In the fall of 2005, Samberg, Taccone, and Schaffer joined the staff of NBC's late-night variety show Saturday Night Live. Since then, as The Lonely Island, they have created more than 100 SNL Digital Shorts including the YouTube favorites "Lazy Sunday" (featuring Chris Parnell), "Jizz in My Pants", "I'm on a Boat" (featuring T-Pain) and the Emmy-winning "Dick in a Box" (featuring Justin Timberlake). Taccone produces much of the music for The Lonely Island, including "Lazy Sunday", "Dick in a Box", and many other tracks that appear on The Lonely Island first album, Incredibad, released in February 2009. As a director, he is responsible for the SNL shorts "MacGruber", "Business Meeting", "Sloths", "Giraffes", and others. He also directed a "MacGruber" Pepsi commercial spot for the 43rd Super Bowl, which aired February 1, 2009.
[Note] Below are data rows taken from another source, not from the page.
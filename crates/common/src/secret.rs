//! Secret types for access tokens and other credentials.
//!
//! Re-exports [`secrecy`] so that every crate in the workspace carries caller
//! credentials the same way. The access token read from the session cookie is
//! forwarded to the identity backend on every bootstrap; wrapping it in
//! `SecretString` means a stray `{:?}` in a log line or a `#[derive(Debug)]`
//! on a request struct prints `[REDACTED]` instead of a bearer credential.
//!
//! # Example
//!
//! ```rust
//! use common::secret::{ExposeSecret, SecretString};
//!
//! #[derive(Debug)]
//! struct NavigationRequest {
//!     path: String,
//!     access_token: Option<SecretString>,
//! }
//!
//! let req = NavigationRequest {
//!     path: "/settings".to_string(),
//!     access_token: Some(SecretString::from("eyJhbGciOi...")),
//! };
//!
//! // The token is redacted in Debug output
//! assert!(!format!("{req:?}").contains("eyJhbGciOi"));
//!
//! // Forwarding it requires an explicit call
//! let raw: Option<&str> = req.access_token.as_ref().map(|t| t.expose_secret());
//! assert!(raw.is_some());
//! ```
//!
//! Use `SecretString` for access tokens, refresh tokens and API keys. Only
//! call `expose_secret()` at the point the value is written onto the wire.

pub use secrecy::{ExposeSecret, SecretString};
#[cfg(test)]
#[allow(clippy::unwrap_used, clippy::expect_used)]
mod tests {
    use super::*;
    use crate::models::User;

    fn user(is_admin: bool) -> User {
        serde_json::from_value(serde_json::json!({
            "id": "u1",
            "username": "anna",
            "isAdmin": is_admin
        }))
        .unwrap()
    }

    fn anonymous() -> Session {
        Session::anonymous()
    }

    fn signed_in() -> Session {
        Session {
            user: Some(user(false)),
            app_config: None,
        }
    }

    fn admin() -> Session {
        Session {
            user: Some(user(true)),
            app_config: None,
        }
    }

    fn redirect(target: &str) -> NavigationDecision {
        NavigationDecision::RedirectTo(target.to_string())
    }

    #[test]
    fn test_classification() {
        let rules = RouteRules::default();

        assert_eq!(rules.classify("/login"), PathClass::UnauthenticatedOnly);
        assert_eq!(rules.classify("/login/alternative"), PathClass::UnauthenticatedOnly);
        assert_eq!(rules.classify("/lc"), PathClass::UnauthenticatedOnly);
        assert_eq!(rules.classify("/lc/abc123"), PathClass::UnauthenticatedOnly);
        assert_eq!(rules.classify("/authorize"), PathClass::Public);
        assert_eq!(rules.classify("/device"), PathClass::Public);
        assert_eq!(rules.classify("/health"), PathClass::Public);
        assert_eq!(rules.classify("/healthz"), PathClass::Public);
        assert_eq!(rules.classify("/settings/admin"), PathClass::AdminOnly);
        assert_eq!(rules.classify("/settings/admin/users"), PathClass::AdminOnly);
        assert_eq!(rules.classify("/settings"), PathClass::Protected);
        assert_eq!(rules.classify("/settings/account"), PathClass::Protected);
        assert_eq!(rules.classify("/"), PathClass::Protected);
    }

    #[test]
    fn test_classification_is_by_segment_not_substring() {
        let rules = RouteRules::default();

        assert_eq!(rules.classify("/loginx"), PathClass::Protected);
        assert_eq!(rules.classify("/lcd"), PathClass::Protected);
        assert_eq!(rules.classify("/settings/administrator"), PathClass::Protected);
        assert_eq!(rules.classify("/api/login"), PathClass::Protected);
        // Public paths are exact
        assert_eq!(rules.classify("/authorize/callback"), PathClass::Protected);
    }

    #[test]
    fn test_classification_ignores_query_and_fragment() {
        let rules = RouteRules::default();

        assert_eq!(
            rules.classify("/authorize?client_id=abc&scope=openid"),
            PathClass::Public
        );
        assert_eq!(rules.classify("/login#passkey"), PathClass::UnauthenticatedOnly);
        assert_eq!(rules.classify("/settings/admin?page=2"), PathClass::AdminOnly);
    }

    #[test]
    fn test_malformed_paths_are_protected() {
        let rules = RouteRules::default();

        assert_eq!(rules.classify(""), PathClass::Protected);
        assert_eq!(rules.classify("login"), PathClass::Protected);
        assert_eq!(rules.classify("//login"), PathClass::Protected);
        assert_eq!(rules.classify("?x=/login"), PathClass::Protected);
    }

    #[test]
    fn test_unauthenticated_only_paths() {
        let guard = RouteGuard::default();

        assert_eq!(guard.decide("/login", &anonymous()), NavigationDecision::Allow);
        assert_eq!(guard.decide("/login", &signed_in()), redirect("/settings"));
        assert_eq!(guard.decide("/lc/code", &admin()), redirect("/settings"));
    }

    #[test]
    fn test_public_paths() {
        let guard = RouteGuard::default();

        for session in [anonymous(), signed_in(), admin()] {
            assert_eq!(guard.decide("/authorize", &session), NavigationDecision::Allow);
            assert_eq!(guard.decide("/device", &session), NavigationDecision::Allow);
            assert_eq!(guard.decide("/healthz", &session), NavigationDecision::Allow);
        }
    }

    #[test]
    fn test_admin_paths() {
        let guard = RouteGuard::default();

        assert_eq!(
            guard.decide("/settings/admin", &signed_in()),
            redirect("/settings")
        );
        assert_eq!(
            guard.decide("/settings/admin", &admin()),
            NavigationDecision::Allow
        );
        assert_eq!(
            guard.decide("/settings/admin", &anonymous()),
            redirect("/login")
        );
        assert_eq!(
            guard.decide("/settings/admin/oidc-clients", &admin()),
            NavigationDecision::Allow
        );
    }

    #[test]
    fn test_protected_paths() {
        let guard = RouteGuard::default();

        assert_eq!(guard.decide("/settings", &signed_in()), NavigationDecision::Allow);
        assert_eq!(guard.decide("/settings", &anonymous()), redirect("/login"));
        assert_eq!(guard.decide("/", &anonymous()), redirect("/login"));
    }

    #[test]
    fn test_config_presence_does_not_matter() {
        let guard = RouteGuard::default();
        let session = Session {
            user: Some(user(false)),
            app_config: Some(Default::default()),
        };

        assert_eq!(guard.decide("/settings", &session), NavigationDecision::Allow);
    }

    #[test]
    fn test_every_class_and_session_combination_is_decided() {
        let guard = RouteGuard::default();
        let classes = [
            PathClass::UnauthenticatedOnly,
            PathClass::Public,
            PathClass::AdminOnly,
            PathClass::Protected,
        ];

        for class in classes {
            for session in [anonymous(), signed_in(), admin()] {
                match guard.decide_classified(class, &session) {
                    NavigationDecision::Allow => {}
                    NavigationDecision::RedirectTo(target) => {
                        // Redirect targets never redirect again for the same session
                        assert_eq!(
                            guard.decide(&target, &session),
                            NavigationDecision::Allow,
                            "class {:?} redirects to {} which is not allowed",
                            class,
                            target
                        );
                    }
                }
            }
        }
    }

    #[test]
    fn test_builder_extends_defaults() {
        let rules = RouteRules::builder()
            .public("/.well-known/openid-configuration")
            .unauthenticated_only("/signup")
            .admin_only("/settings/audit-log/global")
            .build()
            .unwrap();

        assert_eq!(
            rules.classify("/.well-known/openid-configuration"),
            PathClass::Public
        );
        assert_eq!(rules.classify("/signup/token"), PathClass::UnauthenticatedOnly);
        assert_eq!(
            rules.classify("/settings/audit-log/global"),
            PathClass::AdminOnly
        );
        // Defaults still present
        assert_eq!(rules.classify("/login"), PathClass::UnauthenticatedOnly);
    }

    #[test]
    fn test_builder_rejects_public_inside_prefix() {
        let result = RouteRules::builder().public("/login/help").build();

        assert_eq!(
            result,
            Err(RuleConflict::Overlap(
                "/login".to_string(),
                "/login/help".to_string()
            ))
        );
    }

    #[test]
    fn test_builder_rejects_nested_prefix_families() {
        let result = RouteRules::builder().unauthenticated_only("/settings").build();

        assert!(matches!(result, Err(RuleConflict::Overlap(_, _))));
    }

    #[test]
    fn test_builder_rejects_malformed_rules() {
        assert_eq!(
            RouteRules::builder().admin_only("settings").build(),
            Err(RuleConflict::InvalidRule("settings".to_string()))
        );
        assert_eq!(
            RouteRules::builder().unauthenticated_only("/").build(),
            Err(RuleConflict::InvalidRule("/".to_string()))
        );
        assert_eq!(
            RouteRules::builder().public("/device?x=1").build(),
            Err(RuleConflict::InvalidRule("/device?x=1".to_string()))
        );
    }

    #[test]
    fn test_builder_rejects_redirect_loops() {
        assert_eq!(
            RouteRules::builder().login_path("/signin").build(),
            Err(RuleConflict::RedirectLoop("/signin".to_string()))
        );
        assert_eq!(
            RouteRules::builder()
                .landing_path("/settings/admin/users")
                .build(),
            Err(RuleConflict::RedirectLoop("/settings/admin/users".to_string()))
        );
    }

    #[test]
    fn test_builder_custom_login_path() {
        let rules = RouteRules::builder()
            .unauthenticated_only("/signin")
            .login_path("/signin")
            .build()
            .unwrap();
        let guard = RouteGuard::new(rules);

        assert_eq!(guard.decide("/settings", &anonymous()), redirect("/signin"));
    }
}
//! Version freshness cache.
//!
//! Answers "what is the newest released version?" for the settings area,
//! hitting the release feed at most once per TTL. The entry is tied to the
//! running build: after an upgrade the old entry is discarded even if it has
//! not expired, so an instance never reports itself outdated against a
//! release it already runs.
//!
//! Two concurrent `get_newest_version` calls on a cold cache may both fetch
//! and both write. The last write wins; both values are equally fresh.

use crate::models::{VersionCacheEntry, VersionInformation};
use crate::observability::metrics;
use crate::services::release_feed::{strip_tag_prefix, ReleaseFeedTrait};
use crate::version::store::KeyValueStore;
use common::clock::Clock;
use std::sync::Arc;
use std::time::Duration;
use tracing::instrument;

/// Store key holding the cached entry.
pub const VERSION_CACHE_KEY: &str = "version_cache";

/// Version of the running gate build.
pub const CURRENT_VERSION: &str = env!("CARGO_PKG_VERSION");

/// Cache of the newest released version, backed by a `KeyValueStore`.
#[derive(Clone)]
pub struct VersionFreshnessCache {
    store: Arc<dyn KeyValueStore>,
    feed: Arc<dyn ReleaseFeedTrait>,
    clock: Arc<dyn Clock>,
    current_version: String,
    ttl: Duration,
}

impl VersionFreshnessCache {
    pub fn new(
        store: Arc<dyn KeyValueStore>,
        feed: Arc<dyn ReleaseFeedTrait>,
        clock: Arc<dyn Clock>,
        ttl: Duration,
    ) -> Self {
        Self {
            store,
            feed,
            clock,
            current_version: CURRENT_VERSION.to_string(),
            ttl,
        }
    }

    /// Override the running version.
    #[must_use]
    pub fn with_current_version(mut self, version: impl Into<String>) -> Self {
        self.current_version = version.into();
        self
    }

    pub fn current_version(&self) -> &str {
        &self.current_version
    }

    /// Newest released version, without a leading `v`.
    ///
    /// Served from the store while the entry is fresh and was written by
    /// this build. Otherwise the feed is consulted; if that fails the
    /// discarded entry's value is returned, or the running version when
    /// there was none. Never fails.
    #[instrument(skip_all, name = "gate.version.get_newest_version")]
    pub async fn get_newest_version(&self) -> String {
        let now = self.clock.now_millis();

        let stale = match self.read_entry() {
            Some(entry) if entry.is_valid(now, self.ttl, &self.current_version) => {
                metrics::record_version_cache("hit");
                return entry.newest_version;
            }
            Some(entry) => {
                tracing::debug!(
                    target: "gate.version",
                    cached = %entry.newest_version,
                    built_for = %entry.last_current_version,
                    "Discarding stale version cache entry"
                );
                self.delete_entry();
                Some(entry)
            }
            None => None,
        };

        match self.feed.latest_tag().await {
            Ok(tag) => {
                let newest = strip_tag_prefix(&tag).to_string();
                self.write_entry(&VersionCacheEntry {
                    newest_version: newest.clone(),
                    timestamp: self.clock.now_millis(),
                    last_current_version: self.current_version.clone(),
                });
                metrics::record_version_cache("refreshed");
                tracing::debug!(target: "gate.version", newest = %newest, "Refreshed newest version");
                newest
            }
            Err(e) => {
                tracing::warn!(
                    target: "gate.version",
                    error = %e,
                    error_kind = e.kind(),
                    "Failed to fetch latest release"
                );
                metrics::record_version_cache("fallback");
                stale.map_or_else(|| self.current_version.clone(), |entry| entry.newest_version)
            }
        }
    }

    /// True when the newest released version equals the running version.
    #[instrument(skip_all, name = "gate.version.is_up_to_date")]
    pub async fn is_up_to_date(&self) -> bool {
        self.purge_if_upgraded();
        self.get_newest_version().await == self.current_version
    }

    /// Version block shown in the settings area.
    pub async fn version_information(&self) -> VersionInformation {
        let newest = self.get_newest_version().await;
        let is_up_to_date = newest == self.current_version;

        VersionInformation {
            current_version: self.current_version.clone(),
            newest_version: Some(newest),
            is_up_to_date: Some(is_up_to_date),
        }
    }

    /// Delete the stored entry if it was written by a different build.
    ///
    /// Returns true if an entry was purged. Malformed entries are purged too.
    pub fn purge_if_upgraded(&self) -> bool {
        match self.read_entry() {
            Some(entry) if !entry.matches_build(&self.current_version) => {
                tracing::info!(
                    target: "gate.version",
                    previous = %entry.last_current_version,
                    current = %self.current_version,
                    "Running version changed, purging version cache"
                );
                self.delete_entry();
                true
            }
            _ => false,
        }
    }

    /// Read and parse the entry. Read failures are a miss; unparsable data
    /// is deleted and treated as a miss.
    fn read_entry(&self) -> Option<VersionCacheEntry> {
        let raw = match self.store.get(VERSION_CACHE_KEY) {
            Ok(raw) => raw?,
            Err(e) => {
                tracing::warn!(target: "gate.store", error = %e, "Failed to read version cache");
                return None;
            }
        };

        match serde_json::from_str(&raw) {
            Ok(entry) => Some(entry),
            Err(e) => {
                tracing::warn!(target: "gate.store", error = %e, "Malformed version cache entry");
                self.delete_entry();
                None
            }
        }
    }

    fn write_entry(&self, entry: &VersionCacheEntry) {
        let raw = match serde_json::to_string(entry) {
            Ok(raw) => raw,
            Err(e) => {
                tracing::warn!(target: "gate.store", error = %e, "Failed to encode version cache entry");
                return;
            }
        };
        if let Err(e) = self.store.set(VERSION_CACHE_KEY, &raw) {
            tracing::warn!(target: "gate.store", error = %e, "Failed to write version cache");
        }
    }

    fn delete_entry(&self) {
        if let Err(e) = self.store.delete(VERSION_CACHE_KEY) {
            tracing::warn!(target: "gate.store", error = %e, "Failed to delete version cache");
        }
    }
}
In 2007, Taccone co-starred in Paramount's Hot Rod (starring Andy Samberg, directed by Akiva Schaffer). He is one of the principal actors in the music video "Jizz in My Pants" too. He played Guy #2 in "We Like Sportz", reprising the role from "Just 2 Guyz", and the lead role of Brett in The Lonely Island's The 'Bu, the group's record-breaking contribution to Channel 101, where he played a ninja who did not belong. The 'Bu, a parody of The OC, also starred Sarah Chalke as Melissa and Andy Samberg as Aaron. In the group's first Channel 101 show, "ITV Buzz Countdown", he played Chris Hoffman, a fictional VJ in a parody of MTV's Total Request Live.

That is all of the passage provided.